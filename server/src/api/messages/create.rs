use crate::api::ErrorResponse;
use crate::auth::AuthUser;
use crate::db::DbPool;
use crate::get_conn;
use crate::models::NewMessage;
use crate::schema::messages;
use axum::{extract::State, http::StatusCode, response::IntoResponse, Json};
use diesel::prelude::*;
use serde::{Deserialize, Serialize};
use std::sync::Arc;
use utoipa::ToSchema;
use uuid::Uuid;

#[derive(Debug, Clone, Default, Deserialize, ToSchema)]
#[serde(default, rename_all = "camelCase")]
pub struct CreateMessageRequest {
    pub message: String,
    pub insights: Vec<String>,
    pub recipient_name: String,
    pub relationship: String,
    pub intent: String,
    pub tone: String,
    pub format: String,
}

#[derive(Debug, Clone, Serialize, ToSchema)]
pub struct CreateMessageResponse {
    pub id: Uuid,
}

/// Save a generated message
///
/// Persists a result the user decided to keep. Always inserts a new row
/// with a fresh id; saving twice stores two copies.
#[utoipa::path(
    post,
    path = "/api/messages",
    tag = "messages",
    request_body = CreateMessageRequest,
    responses(
        (status = 201, description = "Message saved", body = CreateMessageResponse),
        (status = 400, description = "Missing message text", body = ErrorResponse),
        (status = 401, description = "Unauthorized", body = ErrorResponse)
    ),
    security(("bearer_auth" = []))
)]
pub async fn create_message(
    AuthUser(user): AuthUser,
    State(pool): State<Arc<DbPool>>,
    Json(req): Json<CreateMessageRequest>,
) -> impl IntoResponse {
    let content = req.message.trim();
    if content.is_empty() {
        return (
            StatusCode::BAD_REQUEST,
            Json(ErrorResponse {
                error: "message is required".to_string(),
            }),
        )
            .into_response();
    }
    if req.recipient_name.trim().is_empty() {
        return (
            StatusCode::BAD_REQUEST,
            Json(ErrorResponse {
                error: "recipientName is required".to_string(),
            }),
        )
            .into_response();
    }

    let mut conn = get_conn!(pool);

    let insights: Vec<Option<String>> = req.insights.iter().cloned().map(Some).collect();
    let new_message = NewMessage {
        user_id: user.id,
        content,
        insights: &insights,
        recipient_name: req.recipient_name.trim(),
        relationship: req.relationship.trim(),
        intent: req.intent.trim(),
        tone: req.tone.trim(),
        format: req.format.trim(),
    };

    match diesel::insert_into(messages::table)
        .values(&new_message)
        .returning(messages::id)
        .get_result::<Uuid>(&mut conn)
    {
        Ok(id) => (StatusCode::CREATED, Json(CreateMessageResponse { id })).into_response(),
        Err(e) => {
            tracing::error!("Failed to save message: {}", e);
            (
                StatusCode::INTERNAL_SERVER_ERROR,
                Json(ErrorResponse {
                    error: "Failed to save message".to_string(),
                }),
            )
                .into_response()
        }
    }
}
---------------
Go through the listing above and copy each line exactly.

# Result for this exercise:
filename server/src/api/messages/create.rs
use crate::api::ErrorResponse;
use crate::auth::AuthUser;
use crate::db::DbPool;
use crate::get_conn;
use crate::models::NewMessage;
use crate::schema::messages;
use axum::{extract::State, http::StatusCode, response::IntoResponse, Json};
use diesel::prelude::*;
use serde::{Deserialize, Serialize};
use std::sync::Arc;
use utoipa::ToSchema;
use uuid::Uuid;

#[derive(Debug, Clone, Default, Deserialize, ToSchema)]
#[serde(default, rename_all = "camelCase")]
pub struct CreateMessageRequest {
    pub message: String,
    pub insights: Vec<String>,
    pub recipient_name: String,
    pub relationship: String,
    pub intent: String,
    pub tone: String,
    pub format: String,
}

#[derive(Debug, Clone, Serialize, ToSchema)]
pub struct CreateMessageResponse {
    pub id: Uuid,
}

/// Save a generated message
///
/// Persists a result the user decided to keep. Always inserts a new row
/// with a fresh id; saving twice stores two copies.
#[utoipa::path(
    post,
    path = "/api/messages",
    tag = "messages",
    request_body = CreateMessageRequest,
    responses(
        (status = 201, description = "Message saved", body = CreateMessageResponse),
        (status = 400, description = "Missing message text", body = ErrorResponse),
        (status = 401, description = "Unauthorized", body = ErrorResponse)
    ),
    security(("bearer_auth" = []))
)]
pub async fn create_message(
    AuthUser(user): AuthUser,
    State(pool): State<Arc<DbPool>>,
    Json(req): Json<CreateMessageRequest>,
) -> impl IntoResponse {
    let content = req.message.trim();
    if content.is_empty() {
        return (
            StatusCode::BAD_REQUEST,
            Json(ErrorResponse {
                error: "message is required".to_string(),
            }),
        )
            .into_response();
    }
    if req.recipient_name.trim().is_empty() {
        return (
            StatusCode::BAD_REQUEST,
            Json(ErrorResponse {
                error: "recipientName is required".to_string(),
            }),
        )
            .into_response();
    }

    let mut conn = get_conn!(pool);

    let insights: Vec<Option<String>> = req.insights.iter().cloned().map(Some).collect();
    let new_message = NewMessage {
        user_id: user.id,
        content,
        insights: &insights,
        recipient_name: req.recipient_name.trim(),
        relationship: req.relationship.trim(),
        intent: req.intent.trim(),
        tone: req.tone.trim(),
        format: req.format.trim(),
    };

    match diesel::insert_into(messages::table)
        .values(&new_message)
        .returning(messages::id)
        .get_result::<Uuid>(&mut conn)
    {
        Ok(id) => (StatusCode::CREATED, Json(CreateMessageResponse { id })).into_response(),
        Err(e) => {
            tracing::error!("Failed to save message: {}", e);
            (
                StatusCode::INTERNAL_SERVER_ERROR,
                Json(ErrorResponse {
                    error: "Failed to save message".to_string(),
                }),
            )
                .into_response()
        }
    }
}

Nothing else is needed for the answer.